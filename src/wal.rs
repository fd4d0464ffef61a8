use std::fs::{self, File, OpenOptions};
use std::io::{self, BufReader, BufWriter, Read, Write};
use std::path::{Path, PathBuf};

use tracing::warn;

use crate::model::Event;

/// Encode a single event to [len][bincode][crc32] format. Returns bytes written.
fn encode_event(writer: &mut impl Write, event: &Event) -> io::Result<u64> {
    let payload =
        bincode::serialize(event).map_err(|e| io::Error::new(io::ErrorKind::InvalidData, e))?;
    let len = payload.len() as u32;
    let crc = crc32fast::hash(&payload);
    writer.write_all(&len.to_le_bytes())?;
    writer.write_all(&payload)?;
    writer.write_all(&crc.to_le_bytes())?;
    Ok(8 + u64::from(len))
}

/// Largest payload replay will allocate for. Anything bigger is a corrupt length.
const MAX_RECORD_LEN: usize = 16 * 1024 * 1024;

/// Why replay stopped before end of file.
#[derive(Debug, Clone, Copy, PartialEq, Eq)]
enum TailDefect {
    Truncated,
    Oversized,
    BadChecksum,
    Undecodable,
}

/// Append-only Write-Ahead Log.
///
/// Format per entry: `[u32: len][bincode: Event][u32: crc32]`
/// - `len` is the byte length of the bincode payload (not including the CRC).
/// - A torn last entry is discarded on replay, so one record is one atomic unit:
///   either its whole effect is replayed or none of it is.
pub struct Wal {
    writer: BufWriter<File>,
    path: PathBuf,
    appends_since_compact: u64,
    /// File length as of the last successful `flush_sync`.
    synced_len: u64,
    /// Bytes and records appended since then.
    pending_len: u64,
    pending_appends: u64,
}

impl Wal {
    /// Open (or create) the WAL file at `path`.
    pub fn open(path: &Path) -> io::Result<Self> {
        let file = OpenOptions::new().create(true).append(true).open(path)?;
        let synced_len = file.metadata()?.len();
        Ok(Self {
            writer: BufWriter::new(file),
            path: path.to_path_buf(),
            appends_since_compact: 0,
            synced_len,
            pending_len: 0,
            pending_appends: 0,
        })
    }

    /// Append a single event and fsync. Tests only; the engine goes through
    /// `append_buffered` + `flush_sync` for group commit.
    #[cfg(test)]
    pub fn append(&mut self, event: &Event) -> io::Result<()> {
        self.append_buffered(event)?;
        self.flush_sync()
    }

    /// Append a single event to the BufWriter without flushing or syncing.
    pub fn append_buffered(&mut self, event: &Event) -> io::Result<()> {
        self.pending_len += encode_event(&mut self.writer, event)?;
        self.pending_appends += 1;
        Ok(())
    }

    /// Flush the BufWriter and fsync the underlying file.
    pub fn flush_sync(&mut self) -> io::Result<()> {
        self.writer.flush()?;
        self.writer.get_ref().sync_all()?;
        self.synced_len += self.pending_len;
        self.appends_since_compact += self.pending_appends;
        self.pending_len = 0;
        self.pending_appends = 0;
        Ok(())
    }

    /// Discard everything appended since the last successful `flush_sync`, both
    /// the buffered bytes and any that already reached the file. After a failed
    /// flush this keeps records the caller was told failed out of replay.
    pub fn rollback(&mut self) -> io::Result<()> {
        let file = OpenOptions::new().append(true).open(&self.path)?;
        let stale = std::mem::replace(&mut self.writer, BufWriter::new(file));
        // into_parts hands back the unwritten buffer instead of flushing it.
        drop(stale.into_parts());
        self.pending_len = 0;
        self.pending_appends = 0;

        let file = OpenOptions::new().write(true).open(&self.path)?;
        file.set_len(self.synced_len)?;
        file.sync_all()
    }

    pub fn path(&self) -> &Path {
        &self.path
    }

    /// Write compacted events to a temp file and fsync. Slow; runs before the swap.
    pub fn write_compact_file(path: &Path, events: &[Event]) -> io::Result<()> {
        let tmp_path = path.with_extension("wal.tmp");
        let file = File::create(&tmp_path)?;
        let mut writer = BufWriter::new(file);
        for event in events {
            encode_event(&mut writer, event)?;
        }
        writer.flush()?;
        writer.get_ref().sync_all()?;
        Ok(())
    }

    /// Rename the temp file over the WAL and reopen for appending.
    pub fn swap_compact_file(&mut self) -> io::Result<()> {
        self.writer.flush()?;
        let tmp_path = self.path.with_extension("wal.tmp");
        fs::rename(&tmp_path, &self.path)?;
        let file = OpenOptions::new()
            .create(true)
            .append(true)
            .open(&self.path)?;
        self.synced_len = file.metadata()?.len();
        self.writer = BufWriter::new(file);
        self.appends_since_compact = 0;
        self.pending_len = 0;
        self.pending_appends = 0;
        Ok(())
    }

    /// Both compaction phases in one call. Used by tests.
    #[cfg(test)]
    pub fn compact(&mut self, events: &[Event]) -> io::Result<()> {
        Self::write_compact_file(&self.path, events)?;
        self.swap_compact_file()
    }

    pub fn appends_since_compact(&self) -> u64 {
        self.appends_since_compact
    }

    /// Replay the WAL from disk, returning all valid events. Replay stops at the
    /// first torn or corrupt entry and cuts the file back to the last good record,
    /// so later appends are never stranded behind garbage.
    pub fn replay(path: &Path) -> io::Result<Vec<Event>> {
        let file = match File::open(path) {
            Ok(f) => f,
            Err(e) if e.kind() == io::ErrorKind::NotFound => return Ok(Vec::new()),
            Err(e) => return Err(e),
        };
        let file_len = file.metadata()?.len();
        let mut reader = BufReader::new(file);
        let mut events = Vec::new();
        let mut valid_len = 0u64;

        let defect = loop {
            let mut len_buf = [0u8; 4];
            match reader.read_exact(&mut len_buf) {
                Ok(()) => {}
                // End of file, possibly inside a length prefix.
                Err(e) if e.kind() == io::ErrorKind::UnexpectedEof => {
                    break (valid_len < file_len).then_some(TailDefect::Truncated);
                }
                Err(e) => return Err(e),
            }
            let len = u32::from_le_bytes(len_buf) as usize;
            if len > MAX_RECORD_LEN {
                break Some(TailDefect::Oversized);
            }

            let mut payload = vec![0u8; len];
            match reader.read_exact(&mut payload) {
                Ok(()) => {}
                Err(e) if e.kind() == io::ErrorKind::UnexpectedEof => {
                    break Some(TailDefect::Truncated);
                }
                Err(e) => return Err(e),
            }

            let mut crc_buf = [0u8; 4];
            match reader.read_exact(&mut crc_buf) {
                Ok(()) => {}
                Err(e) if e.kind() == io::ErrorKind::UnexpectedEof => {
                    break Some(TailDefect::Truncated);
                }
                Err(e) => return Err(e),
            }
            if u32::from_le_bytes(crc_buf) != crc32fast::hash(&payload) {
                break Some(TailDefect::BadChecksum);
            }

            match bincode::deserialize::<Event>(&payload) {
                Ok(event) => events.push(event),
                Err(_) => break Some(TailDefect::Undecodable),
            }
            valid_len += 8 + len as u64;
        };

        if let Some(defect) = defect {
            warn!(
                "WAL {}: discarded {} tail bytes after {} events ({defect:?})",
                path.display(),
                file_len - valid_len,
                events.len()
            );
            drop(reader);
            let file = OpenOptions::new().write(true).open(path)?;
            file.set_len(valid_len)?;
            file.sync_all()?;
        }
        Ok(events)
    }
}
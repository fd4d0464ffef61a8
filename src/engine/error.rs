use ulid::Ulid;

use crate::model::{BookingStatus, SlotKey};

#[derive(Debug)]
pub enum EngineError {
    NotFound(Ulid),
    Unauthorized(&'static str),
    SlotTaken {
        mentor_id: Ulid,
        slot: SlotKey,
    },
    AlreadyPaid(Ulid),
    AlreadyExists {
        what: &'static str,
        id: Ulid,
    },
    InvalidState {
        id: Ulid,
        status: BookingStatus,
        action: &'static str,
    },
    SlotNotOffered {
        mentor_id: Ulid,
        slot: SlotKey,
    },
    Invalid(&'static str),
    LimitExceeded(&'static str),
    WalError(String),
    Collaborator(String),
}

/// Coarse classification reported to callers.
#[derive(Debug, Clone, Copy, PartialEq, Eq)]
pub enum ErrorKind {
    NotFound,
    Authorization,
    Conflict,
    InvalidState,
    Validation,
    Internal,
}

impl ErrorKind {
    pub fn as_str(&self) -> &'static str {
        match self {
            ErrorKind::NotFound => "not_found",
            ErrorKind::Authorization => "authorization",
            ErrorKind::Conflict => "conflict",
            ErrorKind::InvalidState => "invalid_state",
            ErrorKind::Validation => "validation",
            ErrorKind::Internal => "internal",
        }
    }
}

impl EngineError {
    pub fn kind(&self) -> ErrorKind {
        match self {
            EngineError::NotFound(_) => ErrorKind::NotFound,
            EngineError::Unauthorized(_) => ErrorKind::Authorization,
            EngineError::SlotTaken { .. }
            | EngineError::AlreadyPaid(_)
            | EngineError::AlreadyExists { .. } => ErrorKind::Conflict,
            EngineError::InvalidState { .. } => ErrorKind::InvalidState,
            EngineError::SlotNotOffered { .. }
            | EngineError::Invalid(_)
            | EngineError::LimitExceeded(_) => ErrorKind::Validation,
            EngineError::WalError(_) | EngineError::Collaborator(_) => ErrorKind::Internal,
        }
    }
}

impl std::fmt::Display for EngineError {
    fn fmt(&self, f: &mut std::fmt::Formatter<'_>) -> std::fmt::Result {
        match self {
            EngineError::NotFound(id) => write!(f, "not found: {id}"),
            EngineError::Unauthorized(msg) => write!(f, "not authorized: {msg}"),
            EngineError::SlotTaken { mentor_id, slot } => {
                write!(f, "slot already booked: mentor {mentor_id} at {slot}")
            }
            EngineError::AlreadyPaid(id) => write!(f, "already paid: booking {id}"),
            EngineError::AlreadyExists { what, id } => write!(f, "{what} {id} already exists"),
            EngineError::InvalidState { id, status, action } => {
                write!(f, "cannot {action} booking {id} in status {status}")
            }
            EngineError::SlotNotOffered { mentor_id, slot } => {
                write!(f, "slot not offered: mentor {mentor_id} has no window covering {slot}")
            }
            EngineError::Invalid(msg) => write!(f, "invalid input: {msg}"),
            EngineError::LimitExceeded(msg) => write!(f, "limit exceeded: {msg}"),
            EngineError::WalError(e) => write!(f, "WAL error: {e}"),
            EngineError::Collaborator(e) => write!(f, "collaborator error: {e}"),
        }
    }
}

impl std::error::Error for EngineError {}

...

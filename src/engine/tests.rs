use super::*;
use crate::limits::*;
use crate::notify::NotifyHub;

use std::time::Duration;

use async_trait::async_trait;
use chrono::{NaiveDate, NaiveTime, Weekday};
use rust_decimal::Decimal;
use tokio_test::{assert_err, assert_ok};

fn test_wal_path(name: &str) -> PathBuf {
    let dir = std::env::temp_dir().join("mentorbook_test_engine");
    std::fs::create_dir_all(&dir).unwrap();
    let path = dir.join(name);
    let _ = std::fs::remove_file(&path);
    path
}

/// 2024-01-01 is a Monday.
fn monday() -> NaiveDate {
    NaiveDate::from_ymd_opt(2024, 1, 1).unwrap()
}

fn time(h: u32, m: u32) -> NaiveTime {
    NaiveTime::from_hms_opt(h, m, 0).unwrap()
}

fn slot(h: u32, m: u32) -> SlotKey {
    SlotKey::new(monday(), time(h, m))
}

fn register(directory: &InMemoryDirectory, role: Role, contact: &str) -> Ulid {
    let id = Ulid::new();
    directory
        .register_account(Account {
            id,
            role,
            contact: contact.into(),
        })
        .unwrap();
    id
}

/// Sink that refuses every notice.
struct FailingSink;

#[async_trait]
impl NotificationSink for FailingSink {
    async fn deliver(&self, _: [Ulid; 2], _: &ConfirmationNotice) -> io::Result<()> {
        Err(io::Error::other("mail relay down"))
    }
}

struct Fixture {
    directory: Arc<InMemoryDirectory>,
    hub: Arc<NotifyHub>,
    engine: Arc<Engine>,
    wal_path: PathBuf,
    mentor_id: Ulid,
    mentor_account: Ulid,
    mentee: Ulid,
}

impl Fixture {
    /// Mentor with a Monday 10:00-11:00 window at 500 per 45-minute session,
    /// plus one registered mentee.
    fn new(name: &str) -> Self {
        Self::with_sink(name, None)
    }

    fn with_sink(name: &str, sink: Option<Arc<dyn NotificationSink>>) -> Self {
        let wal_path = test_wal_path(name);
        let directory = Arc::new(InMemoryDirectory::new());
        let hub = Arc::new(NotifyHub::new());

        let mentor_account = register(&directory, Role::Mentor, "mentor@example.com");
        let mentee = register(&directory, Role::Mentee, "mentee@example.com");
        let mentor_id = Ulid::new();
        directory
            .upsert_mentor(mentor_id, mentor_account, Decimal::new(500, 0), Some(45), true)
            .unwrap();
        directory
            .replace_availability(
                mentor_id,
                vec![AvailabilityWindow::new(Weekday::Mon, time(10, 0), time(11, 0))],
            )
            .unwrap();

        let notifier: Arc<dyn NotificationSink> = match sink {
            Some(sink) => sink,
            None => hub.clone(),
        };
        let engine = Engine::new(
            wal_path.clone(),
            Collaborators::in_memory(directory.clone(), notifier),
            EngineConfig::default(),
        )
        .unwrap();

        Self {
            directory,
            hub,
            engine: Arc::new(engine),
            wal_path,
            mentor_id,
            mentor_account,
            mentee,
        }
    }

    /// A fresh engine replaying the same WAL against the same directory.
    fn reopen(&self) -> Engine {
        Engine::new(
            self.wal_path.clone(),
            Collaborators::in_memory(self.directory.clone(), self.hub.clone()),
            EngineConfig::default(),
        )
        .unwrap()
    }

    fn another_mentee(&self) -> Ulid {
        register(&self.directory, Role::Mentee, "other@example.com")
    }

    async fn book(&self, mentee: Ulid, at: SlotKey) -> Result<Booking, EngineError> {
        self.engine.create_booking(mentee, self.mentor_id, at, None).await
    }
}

...

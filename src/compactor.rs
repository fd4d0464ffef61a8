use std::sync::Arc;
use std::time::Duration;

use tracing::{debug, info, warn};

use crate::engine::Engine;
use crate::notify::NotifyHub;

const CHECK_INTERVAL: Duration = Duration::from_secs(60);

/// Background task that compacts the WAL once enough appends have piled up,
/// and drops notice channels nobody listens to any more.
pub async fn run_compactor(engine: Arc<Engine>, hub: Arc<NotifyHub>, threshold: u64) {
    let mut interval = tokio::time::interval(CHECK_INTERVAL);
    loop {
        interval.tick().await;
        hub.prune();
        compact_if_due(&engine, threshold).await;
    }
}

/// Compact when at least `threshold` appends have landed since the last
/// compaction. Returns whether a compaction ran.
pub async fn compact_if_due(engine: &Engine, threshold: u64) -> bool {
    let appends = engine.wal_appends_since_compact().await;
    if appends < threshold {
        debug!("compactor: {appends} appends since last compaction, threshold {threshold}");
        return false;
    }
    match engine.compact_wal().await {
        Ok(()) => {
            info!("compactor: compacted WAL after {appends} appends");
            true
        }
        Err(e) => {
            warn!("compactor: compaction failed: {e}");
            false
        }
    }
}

▶ _EXERCISE_: For every line above that has "AlreadyPaid" in it, copy the line.

▶ _REPLY TO THE TASK_:
    AlreadyPaid(Ulid),
            | EngineError::AlreadyPaid(_)
            EngineError::AlreadyPaid(id) => write!(f, "already paid: booking {id}"),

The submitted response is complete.